I’m not the sort of person that allows myself to feel much. I can tune most things out, even things that have happened to me personally. It isn’t a lack of empathy, or sympathy, and it isn’t apathy. Honestly, I blame it on a philosophy that I developed for myself after a childhood of biting disappointment and sadness, most of which I only barely remember. 

My philosophy has been a simple one.

Worse things have happened to better people.

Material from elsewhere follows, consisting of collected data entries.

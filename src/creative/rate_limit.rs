//! Short-window request throttle in front of generation stages.
//!
//! Independent of the ledger quota: this only smooths bursts from one
//! subject within a process, it never counts toward or against the
//! per-creative ceilings.

use std::collections::HashMap;
use std::time::{Duration, Instant};

use serde::{Deserialize, Serialize};
use tokio::sync::Mutex;

use super::error::StageError;
use super::quota::QuotaConfig;
use super::record::Stage;
use crate::ui::prelude::{Level, emit};

#[derive(Debug, Clone, PartialEq, Eq, Serialize, Deserialize)]
#[serde(default)]
pub struct RateLimitConfig {
    /// Whether the burst throttle is active
    pub enabled: bool,
    /// Window length in seconds
    pub window_secs: u64,
    /// Requests per subject and stage per window (unset = 2x the stage quota)
    pub max_requests: Option<u32>,
}

impl Default for RateLimitConfig {
    fn default() -> Self {
        Self {
            enabled: false,
            window_secs: 60 * 60,
            max_requests: None,
        }
    }
}

#[derive(Debug, Clone)]
struct RequestCounter {
    count: u32,
    window_start: Instant,
}

pub struct RateLimiter {
    window: Duration,
    max_requests: Option<u32>,
    quota: QuotaConfig,
    counters: Mutex<HashMap<(String, Stage), RequestCounter>>,
}

impl RateLimiter {
    pub fn new(config: &RateLimitConfig, quota: QuotaConfig) -> Self {
        Self {
            window: Duration::from_secs(config.window_secs.max(1)),
            max_requests: config.max_requests,
            quota,
            counters: Mutex::new(HashMap::new()),
        }
    }

    fn limit_for(&self, stage: Stage) -> Option<u32> {
        self.max_requests
            .or_else(|| self.quota.max_for(stage).map(|max| max.saturating_mul(2)))
    }

    /// Counts one request; rejects it when the window is already full.
    pub async fn check(&self, subject: &str, stage: Stage) -> Result<(), StageError> {
        let Some(limit) = self.limit_for(stage) else {
            return Ok(());
        };

        let mut counters = self.counters.lock().await;
        let now = Instant::now();
        counters.retain(|_, counter| now.duration_since(counter.window_start) < self.window);
        let counter = counters
            .entry((subject.to_string(), stage))
            .or_insert(RequestCounter {
                count: 0,
                window_start: now,
            });

        if counter.count >= limit {
            let retry_after = self
                .window
                .saturating_sub(now.duration_since(counter.window_start));
            emit(
                Level::Warn,
                "creative.rate_limited",
                &format!(
                    "Rate limit hit for {} {} requests: {}/{}",
                    subject, stage, counter.count, limit
                ),
                None,
            );
            return Err(StageError::RateLimited {
                stage,
                retry_after_secs: retry_after.as_secs().max(1),
            });
        }

        counter.count += 1;
        Ok(())
    }

    #[cfg(test)]
    async fn tracked(&self) -> usize {
        self.counters.lock().await.len()
    }
}
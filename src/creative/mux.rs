use std::io;
use std::path::Path;
use std::process::Stdio;
use std::time::Duration;

use async_trait::async_trait;
use tokio::process::Command;
use tokio::time::timeout;

use crate::ui::prelude::{Level, emit};

/// How a muxing run ended once the tool was started.
#[derive(Debug, Clone, Copy, PartialEq, Eq)]
pub enum MuxExit {
    Success,
    Failed { code: Option<i32> },
    TimedOut { after: Duration },
}

/// Merges a still image and an audio track into a video container.
///
/// An `Err` means the tool could not be started at all.
#[async_trait]
pub trait Muxer: Send + Sync {
    async fn mux(&self, image: &Path, audio: &Path, output: &Path) -> io::Result<MuxExit>;

    /// Program name for diagnostics
    fn program(&self) -> &str;
}

#[derive(Debug, Clone)]
pub struct FfmpegMuxer {
    program: String,
    timeout: Duration,
    verbose: bool,
}

impl FfmpegMuxer {
    pub fn new(program: impl Into<String>, timeout: Duration, verbose: bool) -> Self {
        Self {
            program: program.into(),
            timeout,
            verbose,
        }
    }
}

/// Looped still image + audio, H.264/AAC, cut to the shorter stream.
pub fn still_image_args(image: &Path, audio: &Path, output: &Path, verbose: bool) -> Vec<String> {
    let mut args: Vec<String> = vec!["-hide_banner".into()];
    if !verbose {
        args.extend(["-loglevel".into(), "error".into()]);
    }
    args.extend([
        "-y".into(),
        "-loop".into(),
        "1".into(),
        "-i".into(),
        image.to_string_lossy().into_owned(),
        "-i".into(),
        audio.to_string_lossy().into_owned(),
        "-c:v".into(),
        "libx264".into(),
        "-tune".into(),
        "stillimage".into(),
        "-c:a".into(),
        "aac".into(),
        "-b:a".into(),
        "192k".into(),
        "-pix_fmt".into(),
        "yuv420p".into(),
        "-shortest".into(),
        output.to_string_lossy().into_owned(),
    ]);
    args
}

#[async_trait]
impl Muxer for FfmpegMuxer {
    async fn mux(&self, image: &Path, audio: &Path, output: &Path) -> io::Result<MuxExit> {
        let args = still_image_args(image, audio, output, self.verbose);
        emit(
            Level::Debug,
            "creative.mux.spawn",
            &format!("{} {}", self.program, args.join(" ")),
            None,
        );

        let mut child = Command::new(&self.program)
            .args(&args)
            .stdin(Stdio::null())
            .stdout(Stdio::inherit())
            .stderr(Stdio::inherit())
            .kill_on_drop(true)
            .spawn()?;

        match timeout(self.timeout, child.wait()).await {
            Ok(Ok(status)) if status.success() => Ok(MuxExit::Success),
            Ok(Ok(status)) => Ok(MuxExit::Failed {
                code: status.code(),
            }),
            Ok(Err(err)) => {
                emit(
                    Level::Warn,
                    "creative.mux.wait",
                    &format!("Failed to wait for {}: {}", self.program, err),
                    None,
                );
                let _ = child.kill().await;
                Ok(MuxExit::Failed { code: None })
            }
            Err(_) => {
                let _ = child.kill().await;
                Ok(MuxExit::TimedOut {
                    after: self.timeout,
                })
            }
        }
    }

    fn program(&self) -> &str {
        &self.program
    }
}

It has been my personal mantra since I was was a young adult. But to be clear, it hasn’t pushed me to experience life any less than most others. I am profoundly happy most of the time. In the parlance of our culture, “I am blessed.” I also feel anger, lots of anger, an unreasonable amount of anger, and sadness, when those emotions are appropriate. But it is the whole-hearted embrace of my mantra, worse things have happened to better people, that has allowed me to move past my anger and sadness. 

Why?

Because it is true. No matter when I say those words to myself, they are true. My woes pale in comparison to those of others. While my life might in the past, or for brief instances, have been a steaming pile of shit, it certainly isn’t the stuff of horror that some others have experienced. In fact, quite sadly, much of what has occurred in my life has been tragically American, culturally normal, and all too common. But that is a tangent for another day.

As I said, just a few weeks ago, I made the conscious decision to allow myself to feel absolutely terrible for something. I decided that something that happened wasn’t just a thing that happened. I decided that the death of my brother was, and remains, at least in part, my fault. 

My brother, Josh, was nine years my junior, so we didn’t have much of a shared life. By the time he was even remotely interesting to me, I had gone away to college. I never really knew him as much more than my obnoxious little brother. He was obnoxious, and extremely difficult to get along with, even for his friends and my youngest brother (on my dad’s side), Joe, who idolized him. 

Here’s the thing. Despite being so hard to get along with, he had an incredible heart. He was extremely generous, and loyal to a fault. He’d fight any battle at any time if he thought it would somehow improve the lives of the people he loved. That was his way from the time he was old enough to start thinking of others.

By the time I graduated college, he was old enough to start getting into real trouble. He got into fights. He got arrested. He got kicked out of school. He hung out with all the wrong kids. He used a lot of drugs. He drank. All this before he was seventeen. I guess I always hoped it was a phase, but in reality I always knew it was because he was either depressed or bipolar. I had enough psychology and social services training to spot the signs. I even mentioned it to our parents, somewhat off-handedly, a few times. 

He died nearly 8 years ago from a bad mix of drugs in his system. He was self-medicating, I think. Until recently I never really allowed myself to feel anything other than intense sadness of loss. I miss him, or at least the idea of him, mostly because I didn’t know him very well when he was alive. 

That not knowing him very well part, that’s my fault. I was the older brother, and I could have tried harder, even if it meant pissing him off in the process.

The other part that was my fault, and about which I have allowed myself to feel most guilty, is that I didn’t use my education and my training to push him to get real treatment. He needed it. We all needed it for him. Instead, he treated himself for several years with a mix of alcohol, drugs and adrenaline. 

I decided to let myself feel that guilt because I’d been ignoring it for so long, and that ignorance allowed me to be okay with his absence. Well his absence isn’t okay, at least not for me. It’s not okay that my daughter walks by his photo and says, “that’s uncle Josh” without ever having met him. 

That’s haunting. But the haunting guilt and pain feels authentic, human, unlike the ignorance and callousness that comes from the thought that worse things have happened to better people

I’m not sure that’s true in this case.

  1. saramcguyer said: Wow. Very raw, moving stuff. I had no idea. I’m sorry feels too thin a thing to say.